* _TASK_: The response should contain only those lines of the entries below that include the string "derive".

* _DATA SECTION_:
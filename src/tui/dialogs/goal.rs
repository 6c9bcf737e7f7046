//! New goal and transfer-to-goal dialogs

use chrono::NaiveDate;
use crossterm::event::KeyEvent;
use ratatui::{text::Line, Frame};

use crate::error::{BudgetError, BudgetResult};
use crate::models::{Goal, GoalId, Money};
use crate::services::NewGoal;
use crate::tui::app::App;
use crate::tui::widgets::{FormFields, TextInput};
use crate::validation::{parse_amount, parse_date, validate_goal, GoalInput, ValidationError};

use super::{edit_form, form_message, render_form, FormAction};

const NAME: usize = 0;
const TARGET: usize = 1;
const DEADLINE: usize = 2;
const DESCRIPTION: usize = 3;

#[derive(Debug, Clone)]
pub struct GoalForm {
    pub fields: FormFields,
    pub error: Option<String>,
}

impl Default for GoalForm {
    fn default() -> Self {
        Self {
            fields: FormFields::new(vec![
                TextInput::new().label("Name").placeholder("e.g. Summer trip"),
                TextInput::new().label("Target").placeholder("0.00"),
                TextInput::new().label("Deadline").placeholder("YYYY-MM-DD"),
                TextInput::new().label("Description").placeholder("optional"),
            ]),
            error: None,
        }
    }
}

impl GoalForm {
    /// Collect every problem with the form into one message
    pub fn build(&self, today: NaiveDate) -> BudgetResult<NewGoal> {
        let mut problems = Vec::new();

        let parsed_target = Money::parse(self.fields.value(TARGET));
        if parsed_target.is_err() {
            problems.push("Target amount must be a number".to_string());
        }
        let target = parsed_target.clone().unwrap_or_else(|_| Money::zero());
        let deadline = match self.fields.value(DEADLINE) {
            "" => {
                problems.push("Deadline is required".to_string());
                None
            }
            typed => parse_date(typed, today)
                .map_err(|e| problems.push(e.to_string()))
                .ok(),
        };

        let input = GoalInput {
            name: self.fields.value(NAME),
            target_amount: target,
            deadline,
            description: self.fields.value(DESCRIPTION),
        };
        match validate_goal(&input, today) {
            Ok(()) => {}
            Err(ValidationError::Many(found)) => problems.extend(
                found
                    .into_iter()
                    // an unparsable target already has its own message
                    .filter(|p| parsed_target.is_ok() || !p.starts_with("Target amount")),
            ),
            Err(other) => problems.push(other.to_string()),
        }

        match deadline {
            Some(deadline) if problems.is_empty() => Ok(NewGoal {
                name: input.name.to_string(),
                target_amount: target,
                deadline,
                description: input.description.to_string(),
                color: None,
            }),
            _ => Err(BudgetError::Validation(problems.join("; "))),
        }
    }
}

/// Amount to move from your balance into one goal
#[derive(Debug, Clone, Default)]
pub struct TransferForm {
    pub goal_id: Option<GoalId>,
    pub goal_name: String,
    pub remaining: Money,
    pub fields: FormFields,
    pub error: Option<String>,
}

impl TransferForm {
    pub fn for_goal(goal: &Goal) -> Self {
        Self {
            goal_id: Some(goal.id),
            goal_name: goal.name.clone(),
            remaining: goal.remaining(),
            fields: FormFields::new(vec![TextInput::new().label("Amount").placeholder("0.00")]),
            error: None,
        }
    }

    pub fn build(&self) -> BudgetResult<(GoalId, Money)> {
        let goal_id = self
            .goal_id
            .ok_or_else(|| BudgetError::Validation("No goal selected".into()))?;
        Ok((goal_id, parse_amount(self.fields.value(0))?))
    }
}

pub fn render(frame: &mut Frame, app: &App) {
    let form = &app.goal_form;
    render_form(
        frame,
        app.palette,
        "New goal",
        &form.fields,
        None,
        form.error.as_deref(),
    );
}

pub fn render_transfer(frame: &mut Frame, app: &App) {
    let form = &app.transfer_form;
    let note = Line::from(format!(
        "{}: {} to go. The amount is booked as a Savings expense.",
        form.goal_name,
        app.money(form.remaining)
    ));
    render_form(
        frame,
        app.palette,
        "Transfer to goal",
        &form.fields,
        Some(note),
        form.error.as_deref(),
    );
}

pub fn handle_key(app: &mut App, key: KeyEvent) {
    match edit_form(&mut app.goal_form.fields, key) {
        FormAction::None => {}
        FormAction::Cancel => app.close_dialog(),
        FormAction::Submit => {
            if let Err(e) = app.submit_goal() {
                app.goal_form.error = Some(form_message(&e));
            }
        }
    }
}

pub fn handle_transfer_key(app: &mut App, key: KeyEvent) {
    match edit_form(&mut app.transfer_form.fields, key) {
        FormAction::None => {}
        FormAction::Cancel => app.close_dialog(),
        FormAction::Submit => {
            if let Err(e) = app.submit_transfer() {
                app.transfer_form.error = Some(form_message(&e));
            }
        }
    }
}
//! Exchange rates, conversion and money formatting

mod manager;
mod rates;
mod source;

pub use manager::{
    format_money, is_valid_amount, parse_amount, CurrencyInfo, CurrencyManager, RateUpdate,
    MAX_AMOUNT, RATES_CACHE_KEY,
};
pub use rates::{ExchangeRates, RateOrigin, FALLBACK_RATES};
pub use source::{HttpRateSource, OfflineRateSource, RateSource, RatesResponse};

* _WRITTEN ANSWER_:
#[derive(Debug, Clone)]
#[derive(Debug, Clone, Default)]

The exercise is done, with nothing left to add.